First Coast and Surety Investments were not given notice of the date of hearing of the proceedings and neither company was represented at, or took any part in, the hearing. The companies were given no notice that Mudgeeraba and Mrs Perry proposed to seek judgment by default on the basis of admissions upon the pleadings.
The power which a rule such as Order 18, rule 4 of the Federal Court Rules confers must be exercised with great caution though in a clear case a proper exercise of the power will obviate the delay involved in a hearing and will save unnecessary expense: Re Registered Trade Marks "Certina" and "Certina DS" (1970) 44 ALJR 191 per Barwick C.J. The power is clearly discretionary: see generally the discussion of similar provisions by the Court of Appeal in New South Wales (Hardie and Hope J.J.A. and Bowen C.J. in Eq.) in Termijtelen v. Van Arkel (1974) 1 NSWLR 525.
Having given the matter careful consideration I have concluded that I should refuse to act upon the admissions appearing upon the pleadings and should decline to make the orders sought. In reaching that conclusion I have had particular regard to the different way in which the representations are pleaded in each of the cross-claims, to the amendment of the date upon which the representations are said to have been made (an amendment of which no notice has been given to First Coast or Surety Investments) and to the circumstance that, on the evidence before the Court in the proceedings between the respective applicants and Mudgeeraba and Mrs Perry, Mr Ord did not himself make a representation that 30 units had been sold and paid for (the evidence is that he said 7 had been sold) or a representation that by reason of the sale of 30 units sufficient money was available to complete the purchase of the six parcels of land.

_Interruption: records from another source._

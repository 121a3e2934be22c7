use vigil_types::{AnalyzerId, Diagnostic, Severity, Span};

use super::{char_col, check_cancelled};
use crate::{AnalysisContext, Analyzer, AnalyzerFut, CancellationToken};

/// Reports lines whose leading whitespace mixes tabs and spaces.
pub struct MixedIndentation {
    id: AnalyzerId,
}

impl MixedIndentation {
    pub const NAME: &'static str = "mixed-indentation";
    pub const DIAGNOSTIC_ID: &'static str = "INDENT001";

    #[must_use]
    pub fn new() -> Self {
        Self {
            id: AnalyzerId::new(Self::NAME),
        }
    }
}

impl Default for MixedIndentation {
    fn default() -> Self {
        Self::new()
    }
}

impl Analyzer for MixedIndentation {
    fn id(&self) -> &AnalyzerId {
        &self.id
    }

    fn description(&self) -> &str {
        "Flags indentation that mixes tabs and spaces"
    }

    fn analyze<'a>(
        &'a self,
        ctx: &'a AnalysisContext,
        cancel: &'a CancellationToken,
    ) -> AnalyzerFut<'a> {
        Box::pin(async move {
            let mut found = Vec::new();
            for (index, line) in ctx.source().lines().enumerate() {
                check_cancelled(index, cancel)?;
                let indent_len = line.len() - line.trim_start_matches([' ', '\t']).len();
                let indent = &line[..indent_len];
                if !(indent.contains(' ') && indent.contains('\t')) {
                    continue;
                }
                found.push(Diagnostic::new(
                    Self::DIAGNOSTIC_ID,
                    Severity::Warning,
                    "style",
                    Span::on_line(index as u32, 0, char_col(line, indent_len)),
                    "Indentation mixes tabs and spaces",
                ));
            }
            Ok(found)
        })
    }
}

SummaryIn the proceeding brought by Mr and Mrs Maisey (No. G 109 of 1983) there will be judgment for the applicants against Mudgeeraba in the sum of $77,420 with costs, including reserved costs.
In the proceeding in which Mrs Smedley is the applicant (No. G 110 of 1983) there will be judgment for the applicant against Mudgeeraba in the sum of $77,420 with costs, including reserved costs.
In the other proceeding, that in which Nick James Pty. Limited is the applicant, there will be judgment for the applicant against Mudgeeraba in the sum of $77,044 with costs, including reserved costs.
In each proceeding -
(a) the claim against Mrs Perry is dismissed;
(b) the cross-claims by Mudgeeraba and Mrs Perry against Mr White are dismissed, Mudgeeraba to pay Mr White's costs, including reserved costs.
(c) the applications by Mudgeeraba and Mrs Perry for judgment by default against First Coast and Surety Investments on admissions upon the pleadings are dismissed.